160,000 jobs 'lost to migration'
An extra 160,000 jobs would have been available for British workers over five years if no migrants from outside the EU had come to the UK, the Government's immigration advisers have said.
One British job is lost for every four migrant workers who come to the country from outside the EU, the Migration Advisory Committee (Mac) said.
Anti-immigration campaigners hailed the report's findings as evidence of the pressures caused by immigration, but critics warned it was no "gotcha" moment confirming immigrants take jobs from British workers.

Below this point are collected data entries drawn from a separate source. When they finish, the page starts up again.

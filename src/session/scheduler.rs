//! Cancellable timers for the session task.
//!
//! Each timer is a tokio task that sleeps and then posts a `TimerFired`
//! back to the session. Timers are keyed: scheduling a key that is already
//! pending aborts the old task first, so at most one timer per key is live.
//! Every timer also carries the stamp (window generation or turn number)
//! it was armed for; the session compares that against current state when
//! it fires, so a timer that lost an abort race is still harmless.

use std::time::Duration;

use rustc_hash::FxHashMap;
use tokio::sync::mpsc;
use tokio::task::JoinHandle;

use crate::core::PlayerId;

/// What a timer is for.
#[derive(Clone, Copy, Debug, PartialEq, Eq, Hash)]
pub enum TimerKey {
    /// Deadline of the open jump-in window.
    JumpInExpiry,
    /// The acting AI finishes thinking.
    AiTurn,
    /// An AI rolls whether to jump into the open window.
    AiJumpTick(PlayerId),
    /// An AI that decided to jump in does so.
    AiJump(PlayerId),
}

impl TimerKey {
    /// Timers that die with the jump-in window.
    #[must_use]
    pub fn is_jump_in(&self) -> bool {
        matches!(
            self,
            TimerKey::JumpInExpiry | TimerKey::AiJumpTick(_) | TimerKey::AiJump(_)
        )
    }
}

/// A timer went off.
#[derive(Clone, Copy, Debug, PartialEq, Eq)]
pub struct TimerFired {
    pub key: TimerKey,
    /// Generation or turn number the timer was armed for.
    pub stamp: u64,
}

/// Keyed set of pending timers.
pub struct Scheduler {
    fired: mpsc::UnboundedSender<TimerFired>,
    pending: FxHashMap<TimerKey, JoinHandle<()>>,
}

impl Scheduler {
    /// Create a scheduler that posts fired timers to `fired`.
    pub fn new(fired: mpsc::UnboundedSender<TimerFired>) -> Self {
        Self {
            fired,
            pending: FxHashMap::default(),
        }
    }

    /// Arm `key` to fire after `delay`, replacing any pending timer for it.
    pub fn schedule(&mut self, key: TimerKey, stamp: u64, delay: Duration) {
        self.cancel(key);
        let fired = self.fired.clone();
        let handle = tokio::spawn(async move {
            tokio::time::sleep(delay).await;
            let _ = fired.send(TimerFired { key, stamp });
        });
        self.pending.insert(key, handle);
    }

    /// Abort `key`. Returns true if a timer was still waiting.
    pub fn cancel(&mut self, key: TimerKey) -> bool {
        match self.pending.remove(&key) {
            Some(handle) => {
                let waiting = !handle.is_finished();
                handle.abort();
                waiting
            }
            None => false,
        }
    }

    /// Abort every timer whose key matches.
    pub fn cancel_where(&mut self, mut matches: impl FnMut(&TimerKey) -> bool) {
        self.pending.retain(|key, handle| {
            if matches(key) {
                handle.abort();
                false
            } else {
                true
            }
        });
    }

    /// Abort everything.
    pub fn cancel_all(&mut self) {
        for (_, handle) in self.pending.drain() {
            handle.abort();
        }
    }

    /// Is a timer for `key` armed and not yet fired?
    #[must_use]
    pub fn is_pending(&self, key: TimerKey) -> bool {
        self.pending.get(&key).is_some_and(|h| !h.is_finished())
    }

    /// Number of timers armed and not yet fired.
    #[must_use]
    pub fn pending_count(&self) -> usize {
        self.pending.values().filter(|h| !h.is_finished()).count()
    }
}

impl Drop for Scheduler {
    fn drop(&mut self) {
        self.cancel_all();
    }
}
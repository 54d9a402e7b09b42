//! Zones and card movement.
//!
//! ## Key Types
//!
//! - `Zone`: A player's hand, face-up, or face-down cards
//!
//! Transfers (`take_all`, `move_card`, `replenish`, ...) remove by card id
//! and are all-or-nothing, so a card is never in two places or lost.

pub mod transfer;

pub use transfer::{
    collect_pile, find_all, move_card, replenish, swap_hand_face_up, take_all, take_rank, Zone,
};
//! Deterministic random number generation.
//!
//! ## Key Features
//!
//! - **Deterministic**: Same seed produces identical deals and AI choices
//! - **Context streams**: Independent sequences for the shuffle and the AI
//! - **Serializable**: O(1) state capture and restore
//!
//! ```
//! use shithead::core::GameRng;
//!
//! let rng = GameRng::new(42);
//! let mut shuffle = rng.for_context("deck");
//! let mut ai = rng.for_context("ai");
//!
//! // Different streams, each reproducible from the same seed.
//! assert_ne!(shuffle.gen_range_usize(0..1000), ai.gen_range_usize(0..1000));
//! ```

use rand::{Rng, SeedableRng};
use rand_chacha::ChaCha8Rng;
use serde::{Deserialize, Serialize};
use std::hash::{Hash, Hasher};
use std::ops::{Range, RangeInclusive};

/// Deterministic RNG for dealing and opponent decisions.
///
/// Uses ChaCha8: fast, and far better than gameplay needs.
#[derive(Clone, Debug)]
pub struct GameRng {
    inner: ChaCha8Rng,
    seed: u64,
}

impl GameRng {
    /// Create a new RNG with the given seed.
    #[must_use]
    pub fn new(seed: u64) -> Self {
        Self {
            inner: ChaCha8Rng::seed_from_u64(seed),
            seed,
        }
    }

    /// Create an independent stream for a specific context.
    ///
    /// The same context always produces the same stream from the same seed.
    #[must_use]
    pub fn for_context(&self, context: &str) -> Self {
        use std::collections::hash_map::DefaultHasher;

        let mut hasher = DefaultHasher::new();
        self.seed.hash(&mut hasher);
        context.hash(&mut hasher);
        Self::new(hasher.finish())
    }

    /// Seed this stream was created from.
    #[must_use]
    pub fn seed(&self) -> u64 {
        self.seed
    }

    /// Generate a random usize in the given range.
    pub fn gen_range_usize(&mut self, range: Range<usize>) -> usize {
        self.inner.gen_range(range)
    }

    /// Generate a random u64 in the given inclusive range.
    pub fn gen_range_u64(&mut self, range: RangeInclusive<u64>) -> u64 {
        self.inner.gen_range(range)
    }

    /// Generate a random boolean with given probability of true.
    ///
    /// Probabilities outside `[0, 1]` are clamped.
    pub fn gen_bool(&mut self, probability: f64) -> bool {
        self.inner.gen_bool(probability.clamp(0.0, 1.0))
    }

    /// Shuffle a slice in place with Fisher–Yates.
    ///
    /// Walks from the last index down to 1, swapping each element with a
    /// uniformly chosen index in `[0, i]`.
    pub fn shuffle<T>(&mut self, slice: &mut [T]) {
        for i in (1..slice.len()).rev() {
            let j = self.inner.gen_range(0..=i);
            slice.swap(i, j);
        }
    }

    /// Choose a random element from a slice.
    #[must_use]
    pub fn choose<'a, T>(&mut self, slice: &'a [T]) -> Option<&'a T> {
        if slice.is_empty() {
            None
        } else {
            let idx = self.gen_range_usize(0..slice.len());
            slice.get(idx)
        }
    }

    /// Get the current state for serialization.
    #[must_use]
    pub fn state(&self) -> GameRngState {
        GameRngState {
            seed: self.seed,
            word_pos: self.inner.get_word_pos(),
        }
    }

    /// Restore from a saved state.
    #[must_use]
    pub fn from_state(state: &GameRngState) -> Self {
        let mut inner = ChaCha8Rng::seed_from_u64(state.seed);
        inner.set_word_pos(state.word_pos);
        Self {
            inner,
            seed: state.seed,
        }
    }
}

/// Serializable RNG state for checkpointing.
#[derive(Clone, Debug, PartialEq, Eq, Serialize, Deserialize)]
pub struct GameRngState {
    /// Original seed
    pub seed: u64,
    /// ChaCha8 word position (128-bit counter)
    pub word_pos: u128,
}
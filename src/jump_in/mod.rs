//! Jump-in window: a timed exception to turn order.
//!
//! When three cards of one rank land on top of the pile, any player holding
//! that rank may complete the four-of-a-kind out of turn until the window's
//! deadline. The rules engine opens, consumes, and invalidates windows; the
//! session scheduler owns the deadline timer and calls `expire` with the
//! generation it was armed for.

pub mod window;

pub use window::{close, expire, is_current, open, JumpInWindow};
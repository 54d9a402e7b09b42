//! Opponent policies.
//!
//! A policy looks at the canonical state and proposes an intent for one
//! seat. It never mutates state: the session submits whatever it proposes
//! through the same `RulesEngine::apply_intent` path as a human.

pub mod policy;

pub use policy::{HeuristicPolicy, OpponentPolicy, UniformOpponent};
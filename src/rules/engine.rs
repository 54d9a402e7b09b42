//! The turn/phase state machine.
//!
//! `RulesEngine` is the seam the session, the opponent policy, and the
//! tests all go through; `ShitheadRules` implements it.
//!
//! ## Transition discipline
//!
//! Each intent is validated against the current state first and only then
//! applied, so a `Rejection` always leaves the state untouched and an
//! accepted intent is applied completely before anyone can observe it.

use crate::cards::{build_deck, deal, Card, CardId, Rank};
use crate::core::config::RulesConfig;
use crate::core::{GameConfig, GamePhase, GameRng, GameState, Intent, PlayerId};
use crate::error::{ConfigError, Rejection};
use crate::events::{BurnReason, GameEvent, WindowCloseReason};
use crate::jump_in;
use crate::zones::{self, Zone};

use super::legality::{active_zone, can_play_any, can_play_rank, effective_top, has_duplicates};
use super::pile::{contains_ten, jump_in_rank, should_burn};

/// Result of a completed game.
#[derive(Clone, Copy, Debug, PartialEq, Eq)]
pub struct GameResult {
    pub winner: PlayerId,
    /// The player left holding the most cards, if there is one.
    pub loser: Option<PlayerId>,
}

impl GameResult {
    /// Check if a player won.
    #[must_use]
    pub fn is_winner(&self, player: PlayerId) -> bool {
        self.winner == player
    }
}

/// Rules engine trait.
///
/// ## Implementation Notes
///
/// - `apply_intent`: Must be deterministic and all-or-nothing
/// - `expire_jump_in`: Must ignore generations that are no longer open
/// - `legal_intents`: Return empty if the player can't act
pub trait RulesEngine {
    /// Deal and hand-size configuration.
    fn rules(&self) -> &RulesConfig;

    /// Validate and apply one intent.
    ///
    /// Returns the events produced, in order, or why the intent was dropped.
    fn apply_intent(
        &self,
        state: &mut GameState,
        player: PlayerId,
        intent: &Intent,
    ) -> Result<Vec<GameEvent>, Rejection>;

    /// Close the jump-in window `generation` because its deadline passed.
    ///
    /// Returns `None` without touching the state if that window is gone.
    fn expire_jump_in(&self, state: &mut GameState, generation: u64) -> Option<GameEvent>;

    /// Enumerate the intents `player` could submit right now.
    ///
    /// Plays are listed as single cards plus one whole-rank group per rank.
    fn legal_intents(&self, state: &GameState, player: PlayerId) -> Vec<Intent>;

    /// Check if the game is over.
    fn is_terminal(&self, state: &GameState) -> Option<GameResult> {
        state.winner.map(|winner| GameResult {
            winner,
            loser: state.loser,
        })
    }

    /// Would `intent` be accepted? Evaluated on a scratch copy.
    fn is_legal(&self, state: &GameState, player: PlayerId, intent: &Intent) -> bool {
        let mut scratch = state.clone();
        self.apply_intent(&mut scratch, player, intent).is_ok()
    }
}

The Mac report showed an increase of 100 foreign-born working-age migrants in the UK was linked to a reduction of 23 Britons in employment between 1995 and 2010. Between 2005 and 2010 alone, the number of working-age migrants in employment rose by 700,000 and displaced 160,000 British-born workers, it said.
Average wages remain the same, the Mac said, but the highest wages get higher and the lower wages get lower.
Asked if there would be 160,000 extra jobs for British workers if there had been no immigration from outside the EU, Professor David Metcalf, the Mac's chairman, said: "Yes. That would be a reasonable way of putting it."
It follows a contrasting report by the National Institute of Economic and Social Research (Niesr) which said the number of immigrants coming to the UK had little or no impact on the number of unemployed. However the Mac report added that the impact and displacement of British workers does not last more than five years and migrants from the EU have "little or no impact on the native employment rate".
The Mac was asked to look at the impact of immigration from outside the EU and how that information was used in official impact assessments of the Government's migration policies. Prof Metcalf said the current system, which uses GDP to look at the impact on both UK residents and migrants, "can't be the right way of thinking about this". It would be better to consider the impact on the economic well-being of the resident population alone, he said.
Immigration Minister Damian Green said: "Controlled immigration can bring benefits to the UK, but uncontrolled immigration can put pressure on public services, on infrastructure and on community relations.
"This report makes clear that it can also put pressure on the local labour market. We thank the Mac for its work and will now consider the report more fully as we work to regain control over our immigration system."